18.09. – 14.11., 11:00 – 18:00, Gallery Institute Liszt at Hungarian Cultural Center, Aksakov str. 16, Sofia

"Attentive Futures - Rethinking presence in digital spaces"
Exhibition of students’ works of Interaction Design MA Programme at MOME, Budapest
Curated by Agoston Nagy
Participants: Alina Khisamova, Sára Muszka, Brigitta Burkus, Kitana Kovács, Danijel Markovic
Institute Liszt / Hungarian Cultural Center, Sofia, 18.09 – 14.11.2025
Started in 2022, the Interaction Design MA Programme at Moholy-Nagy University of Art and Design (MOME) Budapest trains experts who are poised to play a leading role in designing the most innovative digital services of the future. Its graduate designers are well-versed in the international landscape and its opportunities, and are fully equipped to make a meaningful impact on digital culture. Since human-machine interaction design will become a leading design field in the future, the programme aims to empower students with solid professional knowledge and future-proof market competences that will allow them to compete anywhere in the world. Students are divided into small, diverse groups and receive mentoring to successfully develop their own design character and professional focus. They will work towards addressing professional and social challenges, with input from market partners, to develop an experimentational, critical, and creative approach built on genuine expertise.
Alina Khisamova
Calm Tech Wearable
This project is an interaction design research study focused on Calm Technology wearables that enables non-verbal emotional communication. Through personalized light signals, gentle vibrations, and simple gestures, the wearable helps long-distance partners share emotional states and messages without relying on constant verbal exchange.
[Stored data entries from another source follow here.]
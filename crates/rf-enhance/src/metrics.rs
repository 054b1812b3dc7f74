//! Performance metrics
//!
//! Aggregated per session and snapshotted by value, so readers never hold a
//! reference into the engine.

use std::time::Duration;

use serde::{Deserialize, Serialize};

use crate::Algorithm;

/// Invocation count per algorithm
#[derive(Debug, Clone, Default, PartialEq, Eq, Serialize, Deserialize)]
pub struct AlgorithmCounts {
    /// Echo cancellation
    pub echo_cancellation: u64,
    /// RMS noise gate
    pub noise_gate: u64,
    /// Spectral subtraction
    pub spectral_subtraction: u64,
    /// Frequency filter
    pub frequency_filter: u64,
    /// Automatic gain control
    pub gain_control: u64,
}

impl AlgorithmCounts {
    fn slot(&mut self, algorithm: Algorithm) -> &mut u64 {
        match algorithm {
            Algorithm::EchoCancellation => &mut self.echo_cancellation,
            Algorithm::NoiseGate => &mut self.noise_gate,
            Algorithm::SpectralSubtraction => &mut self.spectral_subtraction,
            Algorithm::FrequencyFilter => &mut self.frequency_filter,
            Algorithm::GainControl => &mut self.gain_control,
        }
    }

    /// Count one invocation
    pub fn increment(&mut self, algorithm: Algorithm) {
        *self.slot(algorithm) += 1;
    }

    /// Invocations of `algorithm`
    pub fn get(&self, algorithm: Algorithm) -> u64 {
        match algorithm {
            Algorithm::EchoCancellation => self.echo_cancellation,
            Algorithm::NoiseGate => self.noise_gate,
            Algorithm::SpectralSubtraction => self.spectral_subtraction,
            Algorithm::FrequencyFilter => self.frequency_filter,
            Algorithm::GainControl => self.gain_control,
        }
    }
}

/// Session processing statistics
#[derive(Debug, Clone, Default, PartialEq, Serialize, Deserialize)]
pub struct PerformanceMetrics {
    /// Chunks processed (fallbacks included)
    pub chunks_processed: u64,
    /// Samples processed, all channels
    pub samples_processed: u64,
    /// Per-algorithm invocation counts
    pub algorithm_invocations: AlgorithmCounts,
    /// Wall-clock time spent processing
    pub total_processing_time: Duration,
    /// Mean processing time per chunk
    pub average_latency: Duration,
    /// Worst processing time per chunk
    pub max_latency: Duration,
    /// Real-time chunks that exceeded their budget
    pub deadline_misses: u64,
    /// Chunks passed through unmodified
    pub fallbacks: u64,
    /// Audio duration processed
    pub audio_duration: Duration,
}

impl PerformanceMetrics {
    /// Fold one chunk into the statistics
    pub fn record_chunk(
        &mut self,
        samples: usize,
        audio_duration: Duration,
        elapsed: Duration,
        applied: &[Algorithm],
    ) {
        self.chunks_processed += 1;
        self.samples_processed += samples as u64;
        self.audio_duration += audio_duration;
        self.total_processing_time += elapsed;
        self.max_latency = self.max_latency.max(elapsed);
        self.average_latency = Duration::from_nanos(
            (self.total_processing_time.as_nanos() / self.chunks_processed as u128) as u64,
        );

        for &algorithm in applied {
            self.algorithm_invocations.increment(algorithm);
        }
    }

    /// Count a missed real-time deadline
    pub fn record_deadline_miss(&mut self) {
        self.deadline_misses += 1;
    }

    /// Count a pass-through fallback
    pub fn record_fallback(&mut self) {
        self.fallbacks += 1;
    }

    /// Processing time over audio time (< 1.0 keeps up with real time)
    pub fn realtime_factor(&self) -> f64 {
        if self.audio_duration.is_zero() {
            return 0.0;
        }
        self.total_processing_time.as_secs_f64() / self.audio_duration.as_secs_f64()
    }

    /// Clear all counters
    pub fn reset(&mut self) {
        *self = Self::default();
    }
}
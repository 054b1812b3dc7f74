//! Single-algorithm preview calls
//!
//! Each call runs one stage over a whole recording in a fresh mono session
//! (post-processing mode, no deadline) and returns output aligned with the
//! input. Used by the settings UI to audition one algorithm at a time.

use serde::{Deserialize, Serialize};

use crate::config::{EnhancementConfig, ProcessingMode};
use crate::engine::EnhancementEngine;
use crate::error::EnhanceResult;
use crate::EnhancementResult;

/// RMS gate parameters
#[derive(Debug, Clone, PartialEq, Serialize, Deserialize)]
pub struct NoiseGateParams {
    /// Reduction strength (0.0 - 1.0)
    pub strength: f32,
    /// Sub-block length (ms)
    pub block_ms: f32,
}

impl Default for NoiseGateParams {
    fn default() -> Self {
        Self {
            strength: 0.7,
            block_ms: 10.0,
        }
    }
}

/// Spectral subtraction parameters
#[derive(Debug, Clone, PartialEq, Serialize, Deserialize)]
pub struct SpectralSubtractionParams {
    /// Reduction strength (0.0 - 1.0)
    pub strength: f32,
    /// Over-subtraction factor
    pub alpha: f32,
    /// Spectral floor
    pub beta: f32,
    /// STFT window size
    pub window_size: usize,
    /// STFT overlap
    pub overlap_size: usize,
}

impl Default for SpectralSubtractionParams {
    fn default() -> Self {
        Self {
            strength: 0.7,
            alpha: 2.0,
            beta: 0.01,
            window_size: 1024,
            overlap_size: 512,
        }
    }
}

/// Echo canceller parameters
#[derive(Debug, Clone, PartialEq, Serialize, Deserialize)]
pub struct EchoParams {
    /// Echo delay (ms)
    pub delay_ms: f32,
    /// Reference scale (0.0 - 1.0)
    pub strength: f32,
}

impl Default for EchoParams {
    fn default() -> Self {
        Self {
            delay_ms: 100.0,
            strength: 0.5,
        }
    }
}

/// AGC parameters
#[derive(Debug, Clone, PartialEq, Serialize, Deserialize)]
pub struct GainParams {
    /// Target RMS level
    pub threshold: f32,
    /// Make-up gain ceiling
    pub max_gain: f32,
    /// Level window (ms)
    pub window_ms: f32,
    /// Attack (ms)
    pub attack_ms: f32,
    /// Release (ms)
    pub release_ms: f32,
}

impl Default for GainParams {
    fn default() -> Self {
        Self {
            threshold: 0.3,
            max_gain: 4.0,
            window_ms: 100.0,
            attack_ms: 10.0,
            release_ms: 200.0,
        }
    }
}

/// Frequency filter parameters
#[derive(Debug, Clone, PartialEq, Serialize, Deserialize)]
pub struct FilterParams {
    /// High-pass cutoff (Hz), 0 disables
    pub high_pass_hz: f32,
    /// Low-pass cutoff (Hz)
    pub low_pass_hz: f32,
}

impl Default for FilterParams {
    fn default() -> Self {
        Self {
            high_pass_hz: 80.0,
            low_pass_hz: 8000.0,
        }
    }
}

fn preview_config() -> EnhancementConfig {
    EnhancementConfig {
        processing_mode: ProcessingMode::PostProcessing,
        channels: 1,
        ..EnhancementConfig::passthrough()
    }
}

fn run(config: EnhancementConfig, samples: &[f32], sample_rate: u32) -> EnhanceResult<EnhancementResult> {
    let mut engine = EnhancementEngine::with_config(config)?;
    engine.process_offline(samples, sample_rate)
}

/// Time-domain noise reduction only
pub fn apply_noise_gate(
    samples: &[f32],
    sample_rate: u32,
    params: &NoiseGateParams,
) -> EnhanceResult<EnhancementResult> {
    let config = EnhancementConfig {
        enable_noise_reduction: true,
        noise_reduction_strength: params.strength,
        gate_block_ms: params.block_ms,
        ..preview_config()
    };
    run(config, samples, sample_rate)
}

/// Spectral subtraction only
pub fn apply_spectral_subtraction(
    samples: &[f32],
    sample_rate: u32,
    params: &SpectralSubtractionParams,
) -> EnhanceResult<EnhancementResult> {
    let config = EnhancementConfig {
        enable_noise_reduction: true,
        enable_spectral_subtraction: true,
        noise_reduction_strength: params.strength,
        spectral_subtraction_alpha: params.alpha,
        spectral_subtraction_beta: params.beta,
        window_size: params.window_size,
        overlap_size: params.overlap_size,
        ..preview_config()
    };
    run(config, samples, sample_rate)
}

/// Echo cancellation only
pub fn apply_echo_cancellation(
    samples: &[f32],
    sample_rate: u32,
    params: &EchoParams,
) -> EnhanceResult<EnhancementResult> {
    let config = EnhancementConfig {
        enable_echo_cancellation: true,
        echo_delay_ms: params.delay_ms,
        echo_cancellation_strength: params.strength,
        ..preview_config()
    };
    run(config, samples, sample_rate)
}

/// Automatic gain control only
pub fn apply_gain_control(
    samples: &[f32],
    sample_rate: u32,
    params: &GainParams,
) -> EnhanceResult<EnhancementResult> {
    let config = EnhancementConfig {
        enable_auto_gain_control: true,
        gain_control_threshold: params.threshold,
        agc_max_gain: params.max_gain,
        agc_window_ms: params.window_ms,
        agc_attack_ms: params.attack_ms,
        agc_release_ms: params.release_ms,
        ..preview_config()
    };
    run(config, samples, sample_rate)
}

/// High-pass / low-pass filtering only
pub fn apply_frequency_filter(
    samples: &[f32],
    sample_rate: u32,
    params: &FilterParams,
) -> EnhanceResult<EnhancementResult> {
    let config = EnhancementConfig {
        enable_frequency_filtering: true,
        high_pass_cutoff_hz: params.high_pass_hz,
        low_pass_cutoff_hz: params.low_pass_hz,
        ..preview_config()
    };
    run(config, samples, sample_rate)
}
It is especially relevant for expats navigating cultural adaptation, time zone differences, and emotional fatigue. By encouraging a quiet, shared emotional language, the wearable device offers a subtle way to maintain closeness and ease moments of loneliness across distance.
Sára Muszka
Unfinished Thread Ritual
The unfinished keeps people in a psychological liminal space - they have begun to interact with it, but it is not yet considered closed. The concept are grounded in qualitative research, including diary studies where reveal how individuals experience and navigate their own unfinished. Rather than designing interfaces that enforce completion, this project highlights how ritual can offer a structured way to engage with the in-between state, creating a space for transformation and symbolic closure. By using the thread as a cultural metaphor - symbolizing fate, loose threads, and guidance — and drawing on the mythological narrative of Greek fate figures as ritual agents, the interface creates an opportunity to interact with the unfinished. These experiences also extend into a physical ritual space, where users can embody their symbolic actions by releasing, pausing, or opening their unfinished.
Brigitta Burkus
Reimagining Social Media in the Attention Economy
While originally designed to maintain interpersonal connection and dialogue, social platforms have evolved into media consumption channels, driven by engagement-maximizing algorithms. As a result, users are increasingly exposed to passive content—such as advertisements, influencer posts, and news—while genuine peer-to-peer interaction has diminished. The rise of the terms like doomscrolling and brainrot reflect growing public concern over the psychological toll of these experiences. In response, this project aims to design a healthier model of digital social interaction—one that prioritizes intentional use, conscious engagement, and meaningful connection. By eliminating addictive features and reframing platform architecture, the goal is to reestablish digital spaces that support mindful communication rather than compulsive consumption.
Kitana Kovács
Seam - Digital Therapy Support Tool
The project investigates the pervasive impact of gendered microaggressions, conceptualizing them as "Little T" traumas that cumulatively erode mental health and self-worth. Using ambivalent sexism theory and trauma frameworks, the thesis analyzes the emotional toll these experiences take, drawing on qualitative data from a participatory workshop. Participants shared narratives that revealed themes of self-doubt, alienation, and hypervigilance, while also engaging in resilience-building practices such as grounding techniques and narrative therapy. The study highlights the potential of critical and community-based design interventions to foster awareness, collective validation, and systemic change. Ultimately, the work calls for both individual and societal strategies to make invisible harms visible, promote healing, and cultivate inclusive environments.
Danijel Markovic
Express the now
Express the now is not intended to replace professional therapy, instead, it is an installation inspired by the existing research on expressive writing. Drawing from psychology, emotional experience and metaphor, the project invites participants into a quiet, reflective space where they can explore their inner thoughts through writing. This installation provides a safe and anonymous environment, free from judgment, where individuals are encouraged to engage in personal expression. Through simple written reflection and subtle sensory cues, Express the now becomes a living experience of presence, vulnerability and self-awareness. It is not a product, but a participatory space for emotional engagement, designed as a moment of stillness within the noise of daily life.